Instructions for the task: Where a line below holds the string "found", that line goes into the answer.

Records shown:
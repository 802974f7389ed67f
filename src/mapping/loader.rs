//! Loading a mapping set from a root file.
//!
//! The root is either a mappings document or a main document that includes
//! other mapping files:
//!
//! ```json
//! {"@type": "main", "@include": {"mappings": ["users.json", "api/*.json"]}}
//! ```

use super::compiler::compile_mappings;
use super::{Mapping, MappingSet};
use crate::directive::Context;
use crate::error::CompileError;
use crate::json::{JsonPath, Object, Segment, Value};
use crate::source::{FileSource, FsSource};
use std::fmt;
use std::io;
use std::path::{Path, PathBuf};
use std::sync::Arc;
use tracing::debug;

/// Root file names tried, in order, when none is configured.
pub const DEFAULT_MAPFILES: [&str; 3] = ["mappings.json", "mappings.main.json", "main.json"];

/// Compiles a [`MappingSet`] from a root file. Cheap to clone; every
/// [`load`](Loader::load) is a fresh compile pass.
#[derive(Clone)]
pub struct Loader {
    root: PathBuf,
    source: Arc<dyn FileSource>,
}

impl Loader {
    /// Loader over the local filesystem. The root path is canonicalized so
    /// the base directory does not depend on the working directory later.
    pub fn open(root: impl AsRef<Path>) -> io::Result<Self> {
        let root = std::fs::canonicalize(root)?;
        Ok(Self::with_source(root, Arc::new(FsSource)))
    }

    pub fn with_source(root: impl Into<PathBuf>, source: Arc<dyn FileSource>) -> Self {
        Self {
            root: root.into(),
            source,
        }
    }

    /// First of [`DEFAULT_MAPFILES`] present in `dir`.
    pub fn discover(dir: &Path) -> Option<PathBuf> {
        DEFAULT_MAPFILES
            .iter()
            .map(|name| dir.join(name))
            .find(|path| path.is_file())
    }

    pub fn root(&self) -> &Path {
        &self.root
    }

    /// Directory every file reference resolves against.
    pub fn base_dir(&self) -> &Path {
        self.root.parent().unwrap_or_else(|| Path::new("/"))
    }

    pub fn load(&self) -> Result<MappingSet, CompileError> {
        let base_dir = self.base_dir().to_path_buf();
        let mut ctx = Context::new(self.source.as_ref(), base_dir.clone());
        let root_name = ctx.relative(&self.root);

        let doc = ctx.read_document(&self.root)?;
        let mappings = match main_document(&doc) {
            Some(main) => load_main(main, &mut ctx).map_err(|e| e.in_file(&root_name))?,
            None => compile_mappings(doc, &mut ctx, &root_name)?,
        };
        let mappings = merge_mappings(mappings);

        debug!(
            root = %root_name.display(),
            mappings = mappings.len(),
            files = ctx.loaded().len(),
            "Compiled mapping set"
        );

        Ok(MappingSet {
            mappings,
            filenames: ctx.into_loaded(),
            base_dir,
        })
    }
}

impl fmt::Debug for Loader {
    fn fmt(&self, f: &mut fmt::Formatter<'_>) -> fmt::Result {
        f.debug_struct("Loader").field("root", &self.root).finish()
    }
}

fn main_document(doc: &Value) -> Option<&Object> {
    let object = doc.as_object()?;
    (object.value("@type").as_str() == Some("main")).then_some(object)
}

/// Compile every file listed under `@include.mappings`, in listed order.
/// Entries may be glob patterns; the pattern itself is recorded so that new
/// matching files are noticed on reload.
fn load_main(main: &Object, ctx: &mut Context<'_>) -> Result<Vec<Mapping>, CompileError> {
    let mut path = JsonPath::root();
    path.push(Segment::key("@include"));
    let include = main
        .get_object("@include")
        .map_err(|e| CompileError::from(e).at(&path))?;

    path.push(Segment::key("mappings"));
    let entries = include.value("mappings").clone().into_array();

    let mut mappings = Vec::new();
    for (idx, entry) in entries.iter().enumerate() {
        let at = path.child(Segment::Index(idx));
        let name = entry
            .to_text("")
            .map_err(|e| CompileError::from(e).at(&at))?;
        let pattern = ctx.resolve(&name).map_err(|e| e.at(&at))?;
        ctx.record(&pattern);

        let files = ctx
            .source()
            .expand(&pattern)
            .map_err(|e| CompileError::from(e).at(&at))?;
        if files.is_empty() {
            debug!(pattern = %name, "Include pattern matched no files");
        }
        for file in files {
            let relative = ctx.relative(&file);
            let doc = ctx.read_document(&file)?;
            mappings.extend(compile_mappings(doc, ctx, &relative)?);
        }
    }
    Ok(mappings)
}

/// Merge mappings sharing URI and method, appending policies in load order.
/// The result keeps URIs in order of first appearance, with every mapping of
/// one URI adjacent.
fn merge_mappings(mappings: Vec<Mapping>) -> Vec<Mapping> {
    let mut groups: Vec<(String, Vec<Mapping>)> = Vec::new();
    for mapping in mappings {
        let idx = match groups.iter().position(|(uri, _)| *uri == mapping.uri) {
            Some(idx) => idx,
            None => {
                groups.push((mapping.uri.clone(), Vec::new()));
                groups.len() - 1
            }
        };
        let group = &mut groups[idx].1;
        match group.iter_mut().find(|m| m.method == mapping.method) {
            Some(existing) => existing.policies.extend(mapping.policies),
            None => group.push(mapping),
        }
    }
    groups.into_iter().flat_map(|(_, group)| group).collect()
}

#[cfg(test)]
mod tests {
    use super::*;
    use crate::error::CompileErrorKind;
    use crate::mapping::MethodFilter;
    use crate::source::MemorySource;
    use axum::http::Method;

    fn loader(source: MemorySource, root: &str) -> Loader {
        Loader::with_source(root, Arc::new(source))
    }

    #[test]
    fn test_load_plain_mappings_file() {
        let src = MemorySource::new().with_file(
            "/base/mappings.json",
            r#"[{"uri":"/a","@comment":"first"},{"uri":"/b","method":"GET"}]"#,
        );
        let set = loader(src, "/base/mappings.json").load().unwrap();
        assert_eq!(set.len(), 2);
        assert_eq!(set.filenames, vec![PathBuf::from("mappings.json")]);
        assert_eq!(set.base_dir, PathBuf::from("/base"));
    }

    #[test]
    fn test_load_main_with_includes_and_globs() {
        let src = MemorySource::new()
            .with_file(
                "/base/main.json",
                r#"{"@type":"main","@include":{"mappings":["first.json","api/*.json","none/*.json"]}}"#,
            )
            .with_file("/base/first.json", r#"[{"uri":"/first"}]"#)
            .with_file("/base/api/b.json", r#"[{"uri":"/b"}]"#)
            .with_file("/base/api/a.json", r#"{"@type":"mappings","mappings":[{"uri":"/a"}]}"#)
            .with_file("/base/api/skip.txt", "ignored");

        let set = loader(src, "/base/main.json").load().unwrap();
        let uris: Vec<&str> = set.mappings.iter().map(|m| m.uri.as_str()).collect();
        assert_eq!(uris, vec!["/first", "/a", "/b"]);
        assert_eq!(
            set.filenames,
            vec![
                PathBuf::from("main.json"),
                PathBuf::from("first.json"),
                PathBuf::from("api/*.json"),
                PathBuf::from("api/a.json"),
                PathBuf::from("api/b.json"),
                PathBuf::from("none/*.json"),
            ]
        );
    }

    #[test]
    fn test_merge_same_uri_and_method() {
        let src = MemorySource::new().with_file(
            "/base/mappings.json",
            r#"[
                {"uri":"/x","method":"GET","policies":[{"returns":{"statusCode":201}}]},
                {"uri":"/y"},
                {"uri":"/x","method":"POST"},
                {"uri":"/x","method":"get","policies":[{"returns":{"statusCode":202}}]}
            ]"#,
        );
        let set = loader(src, "/base/mappings.json").load().unwrap();
        assert_eq!(set.len(), 3);
        assert_eq!(set.mappings[0].uri, "/x");
        assert_eq!(set.mappings[0].method, MethodFilter::Only(Method::GET));
        assert_eq!(set.mappings[0].policies.len(), 2);
        assert_eq!(set.mappings[1].method, MethodFilter::Only(Method::POST));
        assert_eq!(set.mappings[2].uri, "/y");
    }

    #[test]
    fn test_error_in_included_file_keeps_its_location() {
        let src = MemorySource::new()
            .with_file(
                "/base/main.json",
                r#"{"@type":"main","@include":{"mappings":["bad.json"]}}"#,
            )
            .with_file("/base/bad.json", r#"[{"uri":"/ok"},{"uri":"nope"}]"#);
        let err = loader(src, "/base/main.json").load().unwrap_err();
        assert_eq!(err.file, Some(PathBuf::from("bad.json")));
        assert_eq!(err.path.unwrap().to_string(), "$[1].uri");
    }

    #[test]
    fn test_include_errors_point_at_main() {
        let src = MemorySource::new().with_file(
            "/base/main.json",
            r#"{"@type":"main","@include":{"mappings":["ok.json","../outside.json"]}}"#,
        )
        .with_file("/base/ok.json", "[]");
        let err = loader(src, "/base/main.json").load().unwrap_err();
        assert!(matches!(err.kind, CompileErrorKind::OutsideBaseDir));
        assert_eq!(err.file, Some(PathBuf::from("main.json")));
        assert_eq!(err.path.unwrap().to_string(), "$.@include.mappings[1]");

        let src = MemorySource::new().with_file(
            "/base/main.json",
            r#"{"@type":"main","@include":{"mappings":["missing.json"]}}"#,
        );
        let err = loader(src, "/base/main.json").load().unwrap_err();
        assert!(matches!(err.kind, CompileErrorKind::Io(_)));
        assert_eq!(err.file, Some(PathBuf::from("missing.json")));
    }

    #[test]
    fn test_templates_are_tracked_for_watching() {
        let src = MemorySource::new()
            .with_file(
                "/base/mappings.json",
                r#"[{"@template":"user.json","@vars":"users.csv"}]"#,
            )
            .with_file(
                "/base/user.json",
                r#"{"@type":"template","template":{"uri":"/users/@{id}","policies":[{"returns":{"body":"@{name}"}}]}}"#,
            )
            .with_file("/base/users.csv", "id,name\n1,alice\n2,bob\n");

        let set = loader(src, "/base/mappings.json").load().unwrap();
        let uris: Vec<&str> = set.mappings.iter().map(|m| m.uri.as_str()).collect();
        assert_eq!(uris, vec!["/users/1", "/users/2"]);
        assert!(set.filenames.contains(&PathBuf::from("user.json")));
        assert!(set.filenames.contains(&PathBuf::from("users.csv")));
    }

    #[test]
    fn test_discover_and_open() {
        let dir = tempfile::tempdir().unwrap();
        assert!(Loader::discover(dir.path()).is_none());

        std::fs::write(dir.path().join("main.json"), r#"[{"uri":"/m"}]"#).unwrap();
        std::fs::write(dir.path().join("mappings.json"), r#"[{"uri":"/first"}]"#).unwrap();
        let found = Loader::discover(dir.path()).unwrap();
        assert_eq!(found.file_name().unwrap(), "mappings.json");

        let set = Loader::open(&found).unwrap().load().unwrap();
        assert_eq!(set.mappings[0].uri, "/first");
        assert!(Loader::open(dir.path().join("absent.json")).is_err());
    }
}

Exercise answer:
        let found = Loader::discover(dir.path()).unwrap();
        assert_eq!(found.file_name().unwrap(), "mappings.json");
        let set = Loader::open(&found).unwrap().load().unwrap();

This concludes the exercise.